I was at this casino minding my own business, and this guy came up to me and said, "You're gonna have to move, you're blocking a fire exit." As though if there was a fire, I wasn't gonna run. If you're flammible and have legs, you are never blocking a fire exit. 

I like cinnimon rolls, but I don't always have time to make a pan. That's why I wish they would sell cinnimon roll incense. After all I'd rather light a stick and have my roommate wake up with false hopes.



My friend said to me, "You know what I like? Mashed potatoes." I was like, "Dude, you have to give me time to guess. If you're going to quiz me you have to insert a pause."



That would be cool if you could eat a good food with a bad food and the good food would cover for the bad food when it got to your stomach. Like you could eat a carrot with an onion ring and they would travel down to your stomach, then they would get there, and the carrot would say, "It's cool, he's with me."



I have a cheese-shredder at home, which is its positive name. They don't call it by its negative name, which is sponge-ruiner. Because I wanted to clean it, and now I have little bits of sponge that would melt easily over tortilla chips...



Every time I go and shave, I assume there is somebody else on the planet shaving as well, so I say, "I'm gonna go shave too."



I had a velco wallet in a casino. That sound annoyed the hell out of me. Whenever I lost money, and I opened the wallet, it was like the sound of my addiction.



I had a bag of fritos, they were texas grilled fritos. These fritos had grill marks on them. They remind me of something, when we used to fire up the barbeque and throw down some fritos. I can still see my dad with the apron on, better flip that frito, dad, you know how I like mine.

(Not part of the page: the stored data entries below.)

//! BLE Connection Module
//!
//! WinRT-backed connector and link for the probe rig.

use crate::domain::models::DiscoveredDevice;
use crate::infrastructure::bluetooth::link::{
    ConnectionError, DeviceConnector, DeviceLink, TransportError,
};
use crate::infrastructure::bluetooth::{protocol, scanner};
use async_trait::async_trait;
use tokio::sync::mpsc;
use tracing::{info, warn};
use windows::Devices::Bluetooth::BluetoothLEDevice;
use windows::Devices::Bluetooth::GenericAttributeProfile::{
    GattCharacteristic, GattClientCharacteristicConfigurationDescriptorValue,
    GattCommunicationStatus, GattSession, GattValueChangedEventArgs, GattWriteOption,
};
use windows::Foundation::TypedEventHandler;
use windows::Storage::Streams::{DataReader, DataWriter};

/// Characteristic UUIDs the connector resolves on each new device.
#[derive(Debug, Clone)]
pub struct LinkConfig {
    pub command_char_uuid: String,
    pub telemetry_char_uuid: String,
}

impl Default for LinkConfig {
    fn default() -> Self {
        Self {
            command_char_uuid: protocol::COMMAND_CHAR_UUID.to_string(),
            telemetry_char_uuid: protocol::TELEMETRY_CHAR_UUID.to_string(),
        }
    }
}

/// Connector backed by the Windows Bluetooth LE stack.
pub struct WinRtConnector {
    config: LinkConfig,
}

impl WinRtConnector {
    pub fn new(config: LinkConfig) -> Self {
        Self { config }
    }
}

#[async_trait]
impl DeviceConnector for WinRtConnector {
    async fn discover(&self, scan_seconds: u64) -> Result<Vec<DiscoveredDevice>, ConnectionError> {
        scanner::discover(scan_seconds)
            .await
            .map_err(|e| ConnectionError::ScanFailed(e.to_string()))
    }

    async fn connect(&self, address: u64) -> Result<Box<dyn DeviceLink + Send>, ConnectionError> {
        let link = WinRtLink::open(address, &self.config).await?;
        Ok(Box::new(link))
    }
}

/// A live GATT connection to the rig.
pub struct WinRtLink {
    device: BluetoothLEDevice,
    command_char: GattCharacteristic,
    telemetry_char: GattCharacteristic,
    // Held so Windows keeps the connection alive between writes.
    _session: Option<GattSession>,
}

impl WinRtLink {
    async fn open(address: u64, config: &LinkConfig) -> Result<Self, ConnectionError> {
        info!("Connecting to Bluetooth device: {:#X}", address);

        let device = BluetoothLEDevice::FromBluetoothAddressAsync(address)
            .map_err(|e| ConnectionError::Other(e.to_string()))?
            .await
            .map_err(|_| ConnectionError::DeviceUnreachable(address))?;
        info!("Device connected: {}", device.Name().unwrap_or_default());

        let session = match Self::maintain_session(&device).await {
            Ok(session) => Some(session),
            Err(e) => {
                warn!("Could not create GattSession, continuing anyway: {e}");
                None
            }
        };

        let command_uuid = protocol::parse_uuid(&config.command_char_uuid)
            .map_err(|e| ConnectionError::Other(e.to_string()))?;
        let telemetry_uuid = protocol::parse_uuid(&config.telemetry_char_uuid)
            .map_err(|e| ConnectionError::Other(e.to_string()))?;

        let characteristics = Self::all_characteristics(&device)
            .await
            .map_err(|e| ConnectionError::Other(e.to_string()))?;
        info!("Found {} characteristics", characteristics.len());

        let mut command_char = None;
        let mut telemetry_char = None;
        for characteristic in characteristics {
            match characteristic.Uuid() {
                Ok(uuid) if uuid == command_uuid => command_char = Some(characteristic),
                Ok(uuid) if uuid == telemetry_uuid => telemetry_char = Some(characteristic),
                _ => {}
            }
        }

        let command_char = command_char.ok_or_else(|| {
            ConnectionError::CharacteristicNotFound(config.command_char_uuid.clone())
        })?;
        let telemetry_char = telemetry_char.ok_or_else(|| {
            ConnectionError::CharacteristicNotFound(config.telemetry_char_uuid.clone())
        })?;
        info!("Resolved command and telemetry characteristics");

        Ok(Self {
            device,
            command_char,
            telemetry_char,
            _session: session,
        })
    }

    async fn maintain_session(device: &BluetoothLEDevice) -> windows::core::Result<GattSession> {
        let device_id = device.BluetoothDeviceId()?;
        let session = GattSession::FromDeviceIdAsync(&device_id)?.await?;
        session.SetMaintainConnection(true)?;
        Ok(session)
    }

    /// Collects the characteristics of every GATT service on the
    /// device. The rig firmware does not document its service layout,
    /// so characteristics are matched by UUID across all services.
    async fn all_characteristics(
        device: &BluetoothLEDevice,
    ) -> windows::core::Result<Vec<GattCharacteristic>> {
        let mut out = Vec::new();

        let services_result = device.GetGattServicesAsync()?.await?;
        if services_result.Status()? != GattCommunicationStatus::Success {
            warn!(
                "Failed to enumerate GATT services: {:?}",
                services_result.Status()?
            );
            return Ok(out);
        }

        let services = services_result.Services()?;
        for i in 0..services.Size()? {
            let service = services.GetAt(i)?;
            let _ = service.RequestAccessAsync()?.await;

            let chars_result = service.GetCharacteristicsAsync()?.await?;
            if chars_result.Status()? != GattCommunicationStatus::Success {
                continue;
            }

            let characteristics = chars_result.Characteristics()?;
            for j in 0..characteristics.Size()? {
                out.push(characteristics.GetAt(j)?);
            }
        }

        Ok(out)
    }
}

#[async_trait]
impl DeviceLink for WinRtLink {
    async fn write_command(&mut self, payload: &[u8]) -> Result<(), TransportError> {
        let writer = DataWriter::new().map_err(write_err)?;
        writer.WriteBytes(payload).map_err(write_err)?;
        let buffer = writer.DetachBuffer().map_err(write_err)?;

        let status = self
            .command_char
            .WriteValueWithOptionAsync(&buffer, GattWriteOption::WriteWithoutResponse)
            .map_err(write_err)?
            .await
            .map_err(write_err)?;
        if status != GattCommunicationStatus::Success {
            return Err(TransportError::WriteFailed(format!("status {status:?}")));
        }
        Ok(())
    }

    async fn subscribe(
        &mut self,
        sink: mpsc::UnboundedSender<Vec<u8>>,
    ) -> Result<(), TransportError> {
        let handler = TypedEventHandler::new(
            move |_: windows::core::Ref<GattCharacteristic>,
                  args: windows::core::Ref<GattValueChangedEventArgs>| {
                if let Some(args) = args.as_ref() {
                    let value = args.CharacteristicValue()?;
                    let reader = DataReader::FromBuffer(&value)?;
                    let mut bytes = vec![0u8; reader.UnconsumedBufferLength()? as usize];
                    reader.ReadBytes(&mut bytes)?;
                    let _ = sink.send(bytes);
                }
                Ok(())
            },
        );
        self.telemetry_char
            .ValueChanged(&handler)
            .map_err(subscribe_err)?;

        let status = self
            .telemetry_char
            .WriteClientCharacteristicConfigurationDescriptorAsync(
                GattClientCharacteristicConfigurationDescriptorValue::Notify,
            )
            .map_err(subscribe_err)?
            .await
            .map_err(subscribe_err)?;
        if status != GattCommunicationStatus::Success {
            return Err(TransportError::SubscribeFailed(format!("status {status:?}")));
        }

        info!("Subscribed to telemetry notifications");
        Ok(())
    }
}

impl Drop for WinRtLink {
    fn drop(&mut self) {
        info!("Closing Bluetooth device");
        let _ = self.device.Close();
    }
}

fn write_err(e: windows::core::Error) -> TransportError {
    TransportError::WriteFailed(e.to_string())
}

fn subscribe_err(e: windows::core::Error) -> TransportError {
    TransportError::SubscribeFailed(e.to_string())
}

I opened-up a yogurt, underneath the lid it said, "Please try again." because they were having a contest that I was unaware of. I thought maybe I opened the yogurt wrong. ...Or maybe Yoplait was trying to inspire me... "Come on Mitchell, don't give up!" An inspirational message from your friends at Yoplait, fruit on the bottom, hope on top.



The next time I move I hope I get a real easy phone number, something like 2222222. People will ask, "Mitch, how do I get a hold of you?" I'll say, "Just press two for a while, when I answer, you'll know that you've pressed two enough."



A waffle is like a pancake with a syrup trap.



You know they call corn-on-the-cob, "corn-on-the-cob", but that's how it comes out of the ground. They should just call it corn, and every other type of corn, corn-off-the-cob. It's not like if someone cut off my arm they would call it "Mitch", and then re-attached it, and call it "Mitch-all-together".



On a traffic light yellow means yield, and green means go. On a banana, it's just the opposite, yellow means go ahead, green means stop, and red means, where'd you get that banana?



I use the word totally too much. I need to change it up and use a word that is different but has the same meaning. Mitch do you like submarine sandwhiches? All-encompassingly...



I think pickles are cucumbers that sold out. They sold their soul to the devil, and the devil is dill...



I used to do drugs. I still do drugs. But I used to, too. (It probably got the better of you Mitch)

RIP Mitch


----------



## Hammersmith (Apr 4, 2005)

I heard he died, but I wasn't sure who he is. Now I'm sure that I wish I did. Those are hilarious!

RIP Mitch


----------



## Thorondor (Apr 4, 2005)

yeah, he was the funniest comedian out there right now. All his sets he would just sit back with dark sunglasses on and stare at the ground and mumble all his odd thoughts. And most of them didn't even go anywhere. Like on his first CD, strategic Grill locations, my favorite part is when he just randomly says between more complicated jokes, "popicles are for summertime". No back story, no punchline, just something he thought up. hmmmmm.


----------



## e.Blackstar (Apr 4, 2005)

Hah...like Hammersmith, I'd never heard him, but he is quite amusing from the info you provided.


----------